As I sit here watching the opening ceremonies of the Special Olympics USA Games with my husband, I’m reminded that in trying times such as these, there is still much good to be found.

50 years ago, Eunice Kennedy Shriver, whose sister Rosemary who was born with an intellectual disability, founded the Special Olympics, where athletes with intellectual and other disabilities could compete in sports and be accepted for who they are.

When my husband and I got married, I took on the much-loved role of Aunt to a fabulous niece, and three terrific nephews, one of whom has Autism. Our nephew Aaron is almost 17 and has made great strides as he has grown. Our friends, Tom & Linda’s beautiful daughter Phoebe also has Autism, as does Stephen, the amazing son of my friend George, and his wife Andrea. I am honored to be a part of their world, and so glad they are a part of mine.
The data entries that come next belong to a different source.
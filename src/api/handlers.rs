//! HTTP request handlers for the Booking Availability Engine API.
//!
//! This module contains the handler functions for all API endpoints.

use axum::{
    Json, Router,
    extract::{State, rejection::JsonRejection},
    http::{StatusCode, header},
    response::IntoResponse,
    routing::post,
};
use tracing::{info, warn};
use uuid::Uuid;

use crate::availability::{build_calendar_days, generate_time_slots, is_time_slot_available};
use crate::models::Booking;
use crate::validation::{BookingForm, validate_booking_form};

use super::request::{AvailabilityRequest, CalendarRequest, SlotsRequest};
use super::response::{
    ApiError, ApiErrorResponse, AvailabilityResponse, CalendarResponse, SlotsResponse,
    ValidationResponse,
};
use super::state::AppState;

/// Creates the API router with all endpoints.
pub fn create_router(state: AppState) -> Router {
    Router::new()
        .route("/availability", post(availability_handler))
        .route("/slots", post(slots_handler))
        .route("/calendar", post(calendar_handler))
        .route("/validate", post(validate_handler))
        .with_state(state)
}

/// Maps a JSON extraction rejection to the API error body.
fn rejection_to_error(correlation_id: Uuid, rejection: JsonRejection) -> ApiError {
    match rejection {
        JsonRejection::JsonDataError(err) => {
            // The body text carries the detailed error from serde
            let body_text = err.body_text();
            warn!(correlation_id = %correlation_id, error = %body_text, "JSON data error");
            if body_text.contains("missing field") {
                ApiError::new("VALIDATION_ERROR", body_text)
            } else {
                ApiError::malformed_json(body_text)
            }
        }
        JsonRejection::JsonSyntaxError(err) => {
            warn!(correlation_id = %correlation_id, error = %err, "JSON syntax error");
            ApiError::malformed_json(format!("Invalid JSON syntax: {}", err))
        }
        JsonRejection::MissingJsonContentType(_) => {
            ApiError::new("MISSING_CONTENT_TYPE", "Content-Type must be application/json")
        }
        _ => ApiError::malformed_json("Failed to parse request body"),
    }
}

fn bad_request(error: ApiError) -> axum::response::Response {
    (
        StatusCode::BAD_REQUEST,
        [(header::CONTENT_TYPE, "application/json")],
        Json(error),
    )
        .into_response()
}

/// Handler for the POST /availability endpoint.
///
/// Checks whether a specific slot on a date is free for the requested
/// package, given the booking records supplied in the body.
async fn availability_handler(
    State(state): State<AppState>,
    payload: Result<Json<AvailabilityRequest>, JsonRejection>,
) -> impl IntoResponse {
    let correlation_id = Uuid::new_v4();
    info!(correlation_id = %correlation_id, "Processing availability request");

    let request = match payload {
        Ok(Json(req)) => req,
        Err(rejection) => return bad_request(rejection_to_error(correlation_id, rejection)),
    };

    let bookings: Vec<Booking> = request.bookings.into_iter().map(Into::into).collect();
    let verdict = is_time_slot_available(
        state.config().rules(),
        &bookings,
        request.date,
        &request.time_slot,
        request.package_type,
        request.customer_email.as_deref(),
        request.customer_address.as_deref(),
    );

    info!(
        correlation_id = %correlation_id,
        date = %request.date,
        time_slot = %request.time_slot,
        package = %request.package_type,
        available = verdict.available,
        "Availability check completed"
    );

    (StatusCode::OK, Json(AvailabilityResponse::from(verdict))).into_response()
}

/// Handler for the POST /slots endpoint.
///
/// Returns the ordered list of bookable slot labels for a date.
async fn slots_handler(
    State(state): State<AppState>,
    payload: Result<Json<SlotsRequest>, JsonRejection>,
) -> impl IntoResponse {
    let correlation_id = Uuid::new_v4();
    info!(correlation_id = %correlation_id, "Processing slot-list request");

    let request = match payload {
        Ok(Json(req)) => req,
        Err(rejection) => return bad_request(rejection_to_error(correlation_id, rejection)),
    };

    let bookings: Vec<Booking> = request.bookings.into_iter().map(Into::into).collect();
    let time_slots = generate_time_slots(
        state.config().rules(),
        &bookings,
        request.date,
        request.package_type,
        request.customer_email.as_deref(),
        request.customer_address.as_deref(),
    );

    info!(
        correlation_id = %correlation_id,
        date = %request.date,
        package = %request.package_type,
        slot_count = time_slots.len(),
        "Slot list generated"
    );

    (StatusCode::OK, Json(SlotsResponse { time_slots })).into_response()
}

/// Handler for the POST /calendar endpoint.
///
/// Builds the 42 day descriptors for a displayed month.
async fn calendar_handler(
    State(_state): State<AppState>,
    payload: Result<Json<CalendarRequest>, JsonRejection>,
) -> impl IntoResponse {
    let correlation_id = Uuid::new_v4();
    info!(correlation_id = %correlation_id, "Processing calendar request");

    let request = match payload {
        Ok(Json(req)) => req,
        Err(rejection) => return bad_request(rejection_to_error(correlation_id, rejection)),
    };

    let bookings: Vec<Booking> = request.bookings.into_iter().map(Into::into).collect();
    match build_calendar_days(
        &bookings,
        request.year,
        request.month,
        request.today,
        request.selected,
    ) {
        Ok(days) => {
            info!(
                correlation_id = %correlation_id,
                year = request.year,
                month = request.month,
                "Calendar grid built"
            );
            (StatusCode::OK, Json(CalendarResponse { days })).into_response()
        }
        Err(err) => {
            warn!(correlation_id = %correlation_id, error = %err, "Calendar request failed");
            let api_error: ApiErrorResponse = err.into();
            api_error.into_response()
        }
    }
}

/// Handler for the POST /validate endpoint.
///
/// Runs the accumulating form validation and reports every failure.
async fn validate_handler(
    payload: Result<Json<BookingForm>, JsonRejection>,
) -> impl IntoResponse {
    let correlation_id = Uuid::new_v4();
    info!(correlation_id = %correlation_id, "Processing validation request");

    let form = match payload {
        Ok(Json(form)) => form,
        Err(rejection) => return bad_request(rejection_to_error(correlation_id, rejection)),
    };

    let response = match validate_booking_form(&form) {
        Ok(()) => ValidationResponse {
            valid: true,
            errors: Vec::new(),
        },
        Err(errors) => {
            info!(
                correlation_id = %correlation_id,
                error_count = errors.len(),
                "Form validation failed"
            );
            ValidationResponse {
                valid: false,
                errors,
            }
        }
    };

    (StatusCode::OK, Json(response)).into_response()
}
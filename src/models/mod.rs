//! Core data models for the Booking Availability Engine.
//!
//! This module contains all the domain models used throughout the engine.

mod booking;
mod calendar_day;

pub use booking::{Booking, BookingStatus, PackageType};
pub use calendar_day::CalendarDay;
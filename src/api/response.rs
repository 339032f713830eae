//! Response types for the Booking Availability Engine API.
//!
//! This module defines the success bodies for each endpoint plus the error
//! response structures and error handling for the HTTP API.

use axum::{
    Json,
    http::StatusCode,
    response::{IntoResponse, Response},
};
use serde::{Deserialize, Serialize};

use crate::availability::{SlotAvailability, UnavailableReason};
use crate::error::EngineError;
use crate::models::CalendarDay;

/// Response body for the `/availability` endpoint.
#[derive(Debug, Clone, Serialize, Deserialize)]
pub struct AvailabilityResponse {
    /// Whether the requested slot may be booked.
    pub available: bool,
    /// The rejecting rule, if any.
    #[serde(skip_serializing_if = "Option::is_none")]
    pub reason: Option<UnavailableReason>,
    /// Human-readable rendering of the reason, for direct display.
    #[serde(skip_serializing_if = "Option::is_none")]
    pub message: Option<String>,
}

impl From<SlotAvailability> for AvailabilityResponse {
    fn from(verdict: SlotAvailability) -> Self {
        let message = verdict.reason.as_ref().map(ToString::to_string);
        Self {
            available: verdict.available,
            reason: verdict.reason,
            message,
        }
    }
}

/// Response body for the `/slots` endpoint.
#[derive(Debug, Clone, Serialize, Deserialize)]
pub struct SlotsResponse {
    /// The bookable slot labels, ascending by hour.
    pub time_slots: Vec<String>,
}

/// Response body for the `/calendar` endpoint.
#[derive(Debug, Clone, Serialize, Deserialize)]
pub struct CalendarResponse {
    /// The 42 grid-cell descriptors for the displayed month.
    pub days: Vec<CalendarDay>,
}

/// Response body for the `/validate` endpoint.
#[derive(Debug, Clone, Serialize, Deserialize)]
pub struct ValidationResponse {
    /// Whether the form passed every check.
    pub valid: bool,
    /// All accumulated validation failures, empty when valid.
    pub errors: Vec<String>,
}

/// API error response structure.
#[derive(Debug, Clone, Serialize, Deserialize)]
pub struct ApiError {
    /// Error code for programmatic handling.
    pub code: String,
    /// Human-readable error message.
    pub message: String,
    /// Optional details about the error.
    #[serde(skip_serializing_if = "Option::is_none")]
    pub details: Option<String>,
}

impl ApiError {
    /// Creates a new API error.
    pub fn new(code: impl Into<String>, message: impl Into<String>) -> Self {
        Self {
            code: code.into(),
            message: message.into(),
            details: None,
        }
    }

    /// Creates a new API error with details.
    pub fn with_details(
        code: impl Into<String>,
        message: impl Into<String>,
        details: impl Into<String>,
    ) -> Self {
        Self {
            code: code.into(),
            message: message.into(),
            details: Some(details.into()),
        }
    }

    /// Creates a malformed JSON error response.
    pub fn malformed_json(message: impl Into<String>) -> Self {
        Self::new("MALFORMED_JSON", message)
    }
}

/// API error with HTTP status code.
pub struct ApiErrorResponse {
    /// The HTTP status code.
    pub status: StatusCode,
    /// The error body.
    pub error: ApiError,
}

impl IntoResponse for ApiErrorResponse {
    fn into_response(self) -> Response {
        (self.status, Json(self.error)).into_response()
    }
}

impl From<EngineError> for ApiErrorResponse {
    fn from(error: EngineError) -> Self {
        match error {
            EngineError::ConfigNotFound { path } => ApiErrorResponse {
                status: StatusCode::INTERNAL_SERVER_ERROR,
                error: ApiError::with_details(
                    "CONFIG_ERROR",
                    "Configuration error",
                    format!("Configuration file not found: {}", path),
                ),
            },
            EngineError::ConfigParseError { path, message } => ApiErrorResponse {
                status: StatusCode::INTERNAL_SERVER_ERROR,
                error: ApiError::with_details(
                    "CONFIG_ERROR",
                    "Configuration parse error",
                    format!("Failed to parse {}: {}", path, message),
                ),
            },
            EngineError::InvalidMonth { month } => ApiErrorResponse {
                status: StatusCode::BAD_REQUEST,
                error: ApiError::with_details(
                    "INVALID_MONTH",
                    format!("Invalid month {}", month),
                    "Months must be between 1 and 12",
                ),
            },
        }
    }
}
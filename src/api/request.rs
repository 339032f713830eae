//! Request types for the Booking Availability Engine API.
//!
//! This module defines the JSON request structures for the availability,
//! slot-list, and calendar endpoints. Every request carries the booking
//! records the storage layer fetched for the relevant date range; the
//! engine performs no I/O of its own.

use chrono::NaiveDate;
use serde::{Deserialize, Serialize};

use crate::models::{Booking, BookingStatus, PackageType};

/// A booking record as supplied by the storage collaborator.
#[derive(Debug, Clone, Serialize, Deserialize)]
pub struct BookingRecordRequest {
    /// The calendar day the show occurs.
    pub date: NaiveDate,
    /// The start time label, such as `"09:00 AM"`.
    pub time_slot: String,
    /// The show package booked.
    pub package_type: PackageType,
    /// Lifecycle status of the record.
    pub status: BookingStatus,
    /// The booking customer's email address.
    #[serde(default)]
    pub email: String,
    /// The venue address of the show.
    #[serde(default)]
    pub address: String,
}

/// Request body for the `/availability` endpoint.
#[derive(Debug, Clone, Serialize, Deserialize)]
pub struct AvailabilityRequest {
    /// The candidate date.
    pub date: NaiveDate,
    /// The candidate slot label.
    pub time_slot: String,
    /// The requested show package.
    pub package_type: PackageType,
    /// Requester email, for the same-customer buffer exemption.
    #[serde(default)]
    pub customer_email: Option<String>,
    /// Requester venue address, for the same-customer buffer exemption.
    #[serde(default)]
    pub customer_address: Option<String>,
    /// Existing bookings covering the candidate date's range.
    #[serde(default)]
    pub bookings: Vec<BookingRecordRequest>,
}

/// Request body for the `/slots` endpoint.
#[derive(Debug, Clone, Serialize, Deserialize)]
pub struct SlotsRequest {
    /// The date to list bookable slots for.
    pub date: NaiveDate,
    /// The requested show package.
    pub package_type: PackageType,
    /// Requester email, for the same-customer buffer exemption.
    #[serde(default)]
    pub customer_email: Option<String>,
    /// Requester venue address, for the same-customer buffer exemption.
    #[serde(default)]
    pub customer_address: Option<String>,
    /// Existing bookings covering the date's range.
    #[serde(default)]
    pub bookings: Vec<BookingRecordRequest>,
}

/// Request body for the `/calendar` endpoint.
#[derive(Debug, Clone, Serialize, Deserialize)]
pub struct CalendarRequest {
    /// The displayed year.
    pub year: i32,
    /// The displayed month, 1-12.
    pub month: u32,
    /// Today's date, supplied by the caller so the engine stays pure.
    pub today: NaiveDate,
    /// The currently selected date, if any.
    #[serde(default)]
    pub selected: Option<NaiveDate>,
    /// Existing bookings covering the displayed month's grid.
    #[serde(default)]
    pub bookings: Vec<BookingRecordRequest>,
}

impl From<BookingRecordRequest> for Booking {
    fn from(req: BookingRecordRequest) -> Self {
        Booking {
            date: req.date,
            time_slot: req.time_slot,
            package_type: req.package_type,
            status: req.status,
            email: req.email,
            address: req.address,
        }
    }
}
//! Booking-rules configuration types.
//!
//! This module contains the strongly-typed booking policy deserialized from
//! the YAML configuration file. The policy is passed explicitly into every
//! engine function rather than read from module scope, so tests can
//! exercise non-default capacity/buffer/hours policies without touching
//! shared state.

use serde::{Deserialize, Serialize};

/// The daily operating window for show start times.
///
/// Both endpoints are inclusive: with the default window of 8-16, the
/// earliest offerable slot is `"08:00 AM"` and the latest is `"04:00 PM"`.
#[derive(Debug, Clone, Copy, PartialEq, Eq, Serialize, Deserialize)]
pub struct OperatingHours {
    /// Earliest bookable start hour, 24-hour form.
    pub start: u32,
    /// Latest bookable start hour, 24-hour form (inclusive).
    pub end: u32,
}

impl Default for OperatingHours {
    fn default() -> Self {
        Self { start: 8, end: 16 }
    }
}

/// The booking policy applied by the availability engine.
///
/// # Example
///
/// ```
/// use booking_engine::config::BookingRules;
///
/// let rules = BookingRules::default();
/// assert_eq!(rules.max_bookings_per_day, 3);
/// assert_eq!(rules.buffer_hours, 2);
/// assert_eq!(rules.operating_hours.start, 8);
/// assert_eq!(rules.operating_hours.end, 16);
/// ```
#[derive(Debug, Clone, PartialEq, Eq, Serialize, Deserialize)]
pub struct BookingRules {
    /// Maximum ordinary (non-half-day) bookings permitted per calendar day.
    pub max_bookings_per_day: usize,
    /// Minimum gap in hours required between two shows on the same day.
    pub buffer_hours: i64,
    /// The operating window for show start times.
    #[serde(default)]
    pub operating_hours: OperatingHours,
}

impl Default for BookingRules {
    fn default() -> Self {
        Self {
            max_bookings_per_day: 3,
            buffer_hours: 2,
            operating_hours: OperatingHours::default(),
        }
    }
}
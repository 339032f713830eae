//! Availability decision logic for the Booking Availability Engine.
//!
//! This module contains all the scheduling rules for the booking calendar:
//! time-slot label parsing and formatting, the per-day occupancy set,
//! half-day exclusivity, daily capacity, the inter-show buffer with its
//! same-customer/same-venue exemption, operating-hours enforcement,
//! bookable-slot list generation, and calendar-grid day descriptors.
//!
//! Every function here is a deterministic computation over its arguments:
//! no I/O, no shared mutable state, no locking. It is safe to call from
//! any number of threads or requests concurrently. The verdicts are
//! advisory at read time only; preventing two concurrent bookers from
//! writing the same slot is the storage layer's job.

mod calendar;
mod day_rules;
mod slot_list;
mod time_slot;

pub use calendar::build_calendar_days;
pub use day_rules::{
    SlotAvailability, UnavailableReason, bookings_for_date, has_half_day_booking,
    is_time_slot_available,
};
pub use slot_list::generate_time_slots;
pub use time_slot::{format_time_slot, parse_time_slot};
People with special needs are just like you and me. It may take them longer to perform a task , or reach a goal, but they never give up. I have met many individuals with special needs. Some are family, like my nephew, some are students at the school where I work as a paraprofessional, and some, the children of friends. Though they may come from different backgrounds, and have different challenges, they have one thing in common. The people with special needs who I have met are some of the the most loving people I have ever met. They accept everyone for who they are without judgement. We can learn a lot from them.

Acceptance. Every athlete in the Special Olympics is accepted for who they are and their accomplishments are celebrated . They are treated with love and respect, which we could use a lot more of these days. The Special Olympics truly are special .

The world of special needs is not something I ever expected to part of, but thanks to some amazing people and Special Olympics, it’s a world I’m very proud to be a part of.